Urgent: Does Paul Ryan Really Help Defeat Obama? Vote in Exclusive Poll

“He should just be very clear what his version of these ideas is. And this is the way it always works when you put someone on your ticket. It’s never the number two who dictates everything,” said Lowry, a Newsmax contributor, whose book on Bill Clinton, “Legacy,” was a New York Times best-seller.

“Democrats are going to go thermonuclear with little regard for the actual facts and the truth,” he predicted. “And I believe the best the Romney campaign can do here is play it to a draw. But I think they can play it to a draw — and if they do — that’s a big benefit to them because Democrats are banking a lot on destroying the Romney-Ryan ticket based on this issue.”

Despite attempts by the Obama campaign to distort the GOP position on Medicare, the Republicans appear be holding their own thus far.

“They have to be on offense. They went up with this ad just the other day hitting Obama for cutting $700 billion out of Medicare and using it to fund Obamacare,” according to Lowry, who is also co-author of the spy thriller “Banquo’s Ghosts,” and serves as a Fox News political analyst. “That’s the kind of thing that they have to do. They just have to punch back twice as hard.”

Lowry, a frequent guest commentator on “The McLaughlin Group,” and PBS’ “NewsHour,” said that Ryan adds a “fresh, young, new element to the ticket,” which may explain why one recent poll finds that Romney has the support of more than 40 percent of America’s youth vote.

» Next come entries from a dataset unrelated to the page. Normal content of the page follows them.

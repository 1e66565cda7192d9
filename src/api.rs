//! API client for the Meridian Python backend
//!
//! One async method per backend operation. Each method performs a single
//! HTTP request and returns the parsed JSON body; no retry, no caching.
//! Callers own user-facing error messaging.

#![allow(dead_code)]

use serde::{Deserialize, Serialize};
use std::collections::HashMap;
use std::sync::Arc;
use std::time::Duration;

/// Errors surfaced by the client. `Server` carries the HTTP status and
/// whatever body text the backend returned with it.
#[derive(Debug, Clone, PartialEq)]
pub enum ApiError {
    Network(String),
    Parse(String),
    Server(u16, String),
}

impl std::fmt::Display for ApiError {
    fn fmt(&self, f: &mut std::fmt::Formatter<'_>) -> std::fmt::Result {
        match self {
            ApiError::Network(msg) => write!(f, "network error: {}", msg),
            ApiError::Parse(msg) => write!(f, "response parse error: {}", msg),
            ApiError::Server(status, msg) => write!(f, "server error {}: {}", status, msg),
        }
    }
}

impl std::error::Error for ApiError {}

/// API client for the Meridian backend
#[derive(Clone)]
pub struct MeridianClient {
    base_url: String,
    client: reqwest::Client,
}

impl MeridianClient {
    /// Create a new client against the default localhost backend
    pub fn new() -> Self {
        Self::with_url("http://localhost:8000".to_string())
    }

    /// Create a new client with a custom base URL
    pub fn with_url(base_url: String) -> Self {
        // Connect timeout only; long-running summarization requests are
        // left unbounded on purpose.
        let client = reqwest::Client::builder()
            .connect_timeout(Duration::from_secs(10))
            .build()
            .expect("failed to construct HTTP client");

        Self { base_url, client }
    }

    /// Convenience constructor returning a shared handle
    pub fn new_shared() -> Arc<Self> {
        Arc::new(Self::new())
    }

    pub fn base_url(&self) -> &str {
        &self.base_url
    }

    async fn parse<T: serde::de::DeserializeOwned>(
        response: reqwest::Response,
    ) -> Result<T, ApiError> {
        let status = response.status();
        if !status.is_success() {
            let body = response.text().await.unwrap_or_default();
            return Err(ApiError::Server(status.as_u16(), body));
        }
        response
            .json()
            .await
            .map_err(|e| ApiError::Parse(e.to_string()))
    }

    /// Scrape the given URLs and summarize them around `topic`.
    ///
    /// The response is a flat map of URL to summary text, plus a
    /// `"timestamp"` entry stamped by the backend.
    pub async fn news_summary(
        &self,
        urls: &[String],
        topic: &str,
    ) -> Result<HashMap<String, String>, ApiError> {
        let url = format!("{}/api/news", self.base_url);
        let response = self
            .client
            .post(&url)
            .json(&NewsRequest {
                urls: urls.to_vec(),
                topic: topic.to_string(),
            })
            .send()
            .await
            .map_err(|e| ApiError::Network(e.to_string()))?;

        Self::parse(response).await
    }

    /// Fetch a FRED series as an ordered sequence of points
    pub async fn macro_series(
        &self,
        series_id: &str,
        label: &str,
        years: u32,
    ) -> Result<Vec<MacroPoint>, ApiError> {
        let url = format!("{}/api/macro/data", self.base_url);
        let response = self
            .client
            .post(&url)
            .json(&MacroSeriesRequest {
                series_id: series_id.to_string(),
                label: label.to_string(),
                years,
            })
            .send()
            .await
            .map_err(|e| ApiError::Network(e.to_string()))?;

        Self::parse(response).await
    }

    /// Ask the backend to synthesize a narrative conclusion across all
    /// indicator groups
    pub async fn synthesize_macro(
        &self,
        grouped_indicators: HashMap<String, Vec<[String; 3]>>,
        analysis_focus: &str,
    ) -> Result<SynthesisResponse, ApiError> {
        let url = format!("{}/api/macro/synthesize", self.base_url);
        let response = self
            .client
            .post(&url)
            .json(&SynthesisRequest {
                grouped_indicators,
                analysis_focus: analysis_focus.to_string(),
            })
            .send()
            .await
            .map_err(|e| ApiError::Network(e.to_string()))?;

        Self::parse(response).await
    }

    /// Fetch the descriptive/valuation snapshot for a ticker
    pub async fn stock_overview(&self, ticker: &str) -> Result<StockOverview, ApiError> {
        let url = format!("{}/api/stock/{}/overview", self.base_url, ticker);
        let response = self
            .client
            .get(&url)
            .send()
            .await
            .map_err(|e| ApiError::Network(e.to_string()))?;

        Self::parse(response).await
    }

    /// Fetch daily price history for a ticker
    pub async fn stock_history(
        &self,
        ticker: &str,
        period: &str,
        interval: &str,
    ) -> Result<Vec<PricePoint>, ApiError> {
        let url = format!("{}/api/stock/{}/history", self.base_url, ticker);
        let response = self
            .client
            .get(&url)
            .query(&[("period", period), ("interval", interval)])
            .send()
            .await
            .map_err(|e| ApiError::Network(e.to_string()))?;

        Self::parse(response).await
    }

    /// Fetch one financial statement for a ticker. `statement` is the
    /// backend path segment (`income`, `balance_sheet`, `cash_flow`).
    pub async fn stock_financials(
        &self,
        ticker: &str,
        statement: &str,
        source: &str,
    ) -> Result<Vec<FinancialPeriod>, ApiError> {
        let url = format!(
            "{}/api/stock/{}/financials/{}",
            self.base_url, ticker, statement
        );
        let response = self
            .client
            .get(&url)
            .query(&[("source", source)])
            .send()
            .await
            .map_err(|e| ApiError::Network(e.to_string()))?;

        Self::parse(response).await
    }
}

impl Default for MeridianClient {
    fn default() -> Self {
        Self::new()
    }
}

// =============================================================================
// Request types
// =============================================================================

#[derive(Debug, Serialize)]
pub struct NewsRequest {
    pub urls: Vec<String>,
    pub topic: String,
}

#[derive(Debug, Serialize)]
pub struct MacroSeriesRequest {
    pub series_id: String,
    pub label: String,
    pub years: u32,
}

#[derive(Debug, Serialize)]
pub struct SynthesisRequest {
    /// group name -> [label, series_id, unit] triples
    pub grouped_indicators: HashMap<String, Vec<[String; 3]>>,
    pub analysis_focus: String,
}

// =============================================================================
// Response types
// =============================================================================

#[derive(Debug, Deserialize, Clone)]
pub struct SynthesisResponse {
    pub conclusion: String,
}

/// One sample of a macro time series. Field names on the wire are
/// capitalized by the backend's DataFrame export.
#[derive(Debug, Deserialize, Clone, PartialEq)]
pub struct MacroPoint {
    #[serde(rename = "Date")]
    pub date: String,
    #[serde(rename = "Value")]
    pub value: f64,
    #[serde(rename = "Series")]
    pub series: String,
}

/// Descriptive/valuation snapshot for a single equity ticker. The backend
/// passes through whatever the upstream provider knows, so everything
/// descriptive is optional.
#[derive(Debug, Deserialize, Clone, Default)]
pub struct StockOverview {
    pub name: Option<String>,
    pub ticker: String,
    pub sector: Option<String>,
    pub industry: Option<String>,
    pub description: Option<String>,
    pub market_cap: Option<f64>,
    pub pe_ratio: Option<f64>,
    pub dividend_yield: Option<f64>,
    pub fifty_two_week_high: Option<f64>,
    pub fifty_two_week_low: Option<f64>,
    pub price: Option<f64>,
    pub currency: Option<String>,
    pub website: Option<String>,
}

impl StockOverview {
    /// Header line, e.g. "Apple Inc. (AAPL)"
    pub fn headline(&self) -> String {
        match &self.name {
            Some(name) => format!("{} ({})", name, self.ticker),
            None => self.ticker.clone(),
        }
    }
}

/// One day of price history
#[derive(Debug, Deserialize, Clone, PartialEq)]
pub struct PricePoint {
    pub date: String,
    pub open: Option<f64>,
    pub high: Option<f64>,
    pub low: Option<f64>,
    pub close: f64,
    pub volume: Option<f64>,
}

/// One reporting period of a financial statement: a date plus a bag of
/// named metrics whose keys depend on the statement and source.
#[derive(Debug, Deserialize, Clone)]
pub struct FinancialPeriod {
    pub date: String,
    #[serde(flatten)]
    pub metrics: serde_json::Map<String, serde_json::Value>,
}

impl FinancialPeriod {
    /// Numeric metric lookup; nulls and non-numeric values read as None
    pub fn metric(&self, name: &str) -> Option<f64> {
        self.metrics.get(name).and_then(|v| v.as_f64())
    }
}
impl StockView {
    fn render_search_bar(&self, cx: &mut Context<Self>) -> Div {
        let theme = &self.theme;

        div()
            .p(px(16.0))
            .rounded(px(12.0))
            .bg(theme.card_bg)
            .border_1()
            .border_color(theme.border)
            .flex()
            .gap(px(12.0))
            .child(
                div()
                    .id("stock-ticker-input")
                    .flex_1()
                    .h(px(42.0))
                    .px(px(14.0))
                    .rounded(px(8.0))
                    .bg(theme.card_bg_elevated)
                    .border_1()
                    .border_color(theme.border)
                    .cursor_text()
                    .on_click(cx.listener(|this, _, window, cx| {
                        window.focus(&this.focus_handle);
                        cx.notify();
                    }))
                    .flex()
                    .items_center()
                    .child(
                        div()
                            .text_size(px(16.0))
                            .font_weight(FontWeight::BOLD)
                            .text_color(if self.ticker_input.is_empty() {
                                theme.text_dimmed
                            } else {
                                theme.text
                            })
                            .child(if self.ticker_input.is_empty() {
                                "Enter Ticker (e.g. MSFT, NVDA)".to_string()
                            } else {
                                self.ticker_input.clone()
                            }),
                    ),
            )
            .child(
                div()
                    .id("stock-search")
                    .w(px(110.0))
                    .h(px(42.0))
                    .rounded(px(8.0))
                    .bg(if self.loading {
                        theme.accent.opacity(0.5)
                    } else {
                        theme.accent
                    })
                    .cursor_pointer()
                    .hover(|s| s.bg(theme.accent_hover))
                    .on_click(cx.listener(|this, _, _, cx| {
                        this.search(cx);
                    }))
                    .flex()
                    .items_center()
                    .justify_center()
                    .child(
                        div()
                            .text_size(px(13.0))
                            .font_weight(FontWeight::SEMIBOLD)
                            .text_color(hsla(0.0, 0.0, 1.0, 0.95))
                            .child(if self.loading { "Loading..." } else { "Search" }),
                    ),
            )
    }

    fn render_stock_content(&self, cx: &mut Context<Self>) -> Div {
        let theme = self.theme.clone();
        let Some(overview) = self.overview.clone() else {
            return div();
        };

        div()
            .flex()
            .flex_col()
            .gap(px(20.0))
            .child(self.render_header(&overview, &theme))
            .child(self.render_kpi_row(&overview, &theme))
            .child(self.render_tab_bar(cx))
            .child(match self.active_tab {
                StockTab::Overview => self.render_overview_tab(&overview, &theme),
                StockTab::Charts => self.render_charts_tab(&theme),
                StockTab::Financials => self.render_financials_tab(cx),
            })
    }

    fn render_header(&self, overview: &StockOverview, theme: &Theme) -> Div {
        let sector_line = match (&overview.sector, &overview.industry) {
            (Some(sector), Some(industry)) => format!("{} • {}", sector, industry),
            (Some(sector), None) => sector.clone(),
            (None, Some(industry)) => industry.clone(),
            (None, None) => String::new(),
        };

        div()
            .flex()
            .items_center()
            .justify_between()
            .child(
                div()
                    .flex()
                    .flex_col()
                    .gap(px(4.0))
                    .child(
                        div()
                            .text_size(px(24.0))
                            .font_weight(FontWeight::BOLD)
                            .text_color(theme.text)
                            .child(overview.headline()),
                    )
                    .child(
                        div()
                            .text_size(px(13.0))
                            .text_color(theme.text_muted)
                            .child(sector_line),
                    ),
            )
            .child(
                div()
                    .flex()
                    .flex_col()
                    .items_end()
                    .gap(px(2.0))
                    .child(
                        div()
                            .text_size(px(24.0))
                            .font_weight(FontWeight::BOLD)
                            .text_color(theme.accent)
                            .child(format_price(overview.price)),
                    )
                    .child(
                        div()
                            .text_size(px(12.0))
                            .text_color(theme.text_muted)
                            .child(overview.currency.clone().unwrap_or_else(|| "USD".to_string())),
                    ),
            )
    }

    fn render_kpi_row(&self, overview: &StockOverview, theme: &Theme) -> Div {
        let market_cap = overview
            .market_cap
            .map(format_compact)
            .unwrap_or_else(|| "—".to_string());
        let pe = overview
            .pe_ratio
            .map(|v| format!("{:.2}", v))
            .unwrap_or_else(|| "—".to_string());
        let div_yield = overview
            .dividend_yield
            .map(|v| format!("{:.2}%", v * 100.0))
            .unwrap_or_else(|| "—".to_string());
        let high_52w = overview
            .fifty_two_week_high
            .map(|v| format!("{:.2}", v))
            .unwrap_or_else(|| "—".to_string());
        let low_52w = overview
            .fifty_two_week_low
            .map(|v| format!("{:.2}", v))
            .unwrap_or_else(|| "—".to_string());

        div()
            .flex()
            .gap(px(12.0))
            .child(kpi_card("Market Cap", market_cap, theme))
            .child(kpi_card("P/E Ratio", pe, theme))
            .child(kpi_card("Div Yield", div_yield, theme))
            .child(kpi_card("52W High", high_52w, theme))
            .child(kpi_card("52W Low", low_52w, theme))
    }

    fn render_tab_bar(&self, cx: &mut Context<Self>) -> Div {
        let theme = &self.theme;

        div()
            .flex()
            .gap(px(24.0))
            .border_b_1()
            .border_color(theme.border_subtle)
            .children(StockTab::all().iter().map(|tab| {
                let tab = *tab;
                let active = tab == self.active_tab;
                div()
                    .id(SharedString::from(format!("stock-tab-{}", tab.label())))
                    .pb(px(10.0))
                    .cursor_pointer()
                    .border_b_1()
                    .border_color(if active {
                        theme.accent
                    } else {
                        transparent_black()
                    })
                    .on_click(cx.listener(move |this, _, _, cx| {
                        this.set_active_tab(tab, cx);
                    }))
                    .child(
                        div()
                            .text_size(px(13.0))
                            .font_weight(FontWeight::MEDIUM)
                            .text_color(if active { theme.accent } else { theme.text_muted })
                            .child(tab.label()),
                    )
            }))
    }

    fn render_overview_tab(&self, overview: &StockOverview, theme: &Theme) -> Div {
        div()
            .flex()
            .flex_col()
            .gap(px(12.0))
            .child(
                div()
                    .text_size(px(15.0))
                    .font_weight(FontWeight::SEMIBOLD)
                    .text_color(theme.text)
                    .child("Business Summary"),
            )
            .child(
                div()
                    .text_size(px(13.0))
                    .line_height(px(21.0))
                    .text_color(theme.text_secondary)
                    .child(
                        overview
                            .description
                            .clone()
                            .unwrap_or_else(|| "No description available.".to_string()),
                    ),
            )
            .when_some(overview.website.clone(), |el, website| {
                el.child(
                    div()
                        .text_size(px(12.0))
                        .text_color(theme.accent)
                        .child(website),
                )
            })
    }

    fn render_charts_tab(&self, theme: &Theme) -> Div {
        let samples: Vec<(String, f64)> = self
            .history
            .iter()
            .map(|p| (p.date.clone(), p.close))
            .collect();

        div()
            .p(px(20.0))
            .rounded(px(12.0))
            .bg(theme.card_bg)
            .border_1()
            .border_color(theme.border)
            .child(LineChart::new(samples).height(320.0).render(theme))
    }

    fn render_financials_tab(&self, cx: &mut Context<Self>) -> Div {
        let theme = &self.theme;

        div()
            .flex()
            .flex_col()
            .gap(px(14.0))
            // Statement selector
            .child(
                div()
                    .flex()
                    .gap(px(6.0))
                    .children(StatementType::all().iter().map(|statement| {
                        let statement = *statement;
                        let selected = statement == self.statement_type;
                        div()
                            .id(SharedString::from(format!(
                                "stock-statement-{}",
                                statement.path()
                            )))
                            .px(px(12.0))
                            .py(px(6.0))
                            .rounded(px(6.0))
                            .cursor_pointer()
                            .bg(if selected {
                                theme.accent_subtle
                            } else {
                                theme.card_bg_elevated
                            })
                            .border_1()
                            .border_color(if selected { theme.accent } else { theme.border })
                            .hover(|s| s.bg(theme.hover_bg))
                            .on_click(cx.listener(move |this, _, _, cx| {
                                this.select_statement(statement, cx);
                            }))
                            .child(
                                div()
                                    .text_size(px(12.0))
                                    .text_color(if selected {
                                        theme.accent
                                    } else {
                                        theme.text_muted
                                    })
                                    .child(statement.label()),
                            )
                    })),
            )
            .child(if self.financials.is_empty() {
                div()
                    .py(px(32.0))
                    .flex()
                    .justify_center()
                    .child(
                        div()
                            .text_size(px(13.0))
                            .text_color(theme.text_dimmed)
                            .child(NO_FINANCIALS_MESSAGE),
                    )
            } else {
                FinancialsTable::new(&self.financials, self.statement_type.key_metrics())
                    .render(theme)
            })
    }
}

“The message that Romney and Ryan are carrying forward on entitlements should be one that resonates with younger voters because most of them just don’t believe that these entitlements are going to exist for them in anything like their current form when they’re old enough to retire,” Lowry explained.

“No one wants to change Medicare. But if you ask, ‘Are you open to changing it for people 55 and under?” then you get a much more favorable poll result,” he said. “There are two things that people need to know about Medicare from the perspective of a Romney-Ryan ticket — one, Obama cuts $700 billion and, two, none of these reforms are going to take effect on anyone over the age of 55.”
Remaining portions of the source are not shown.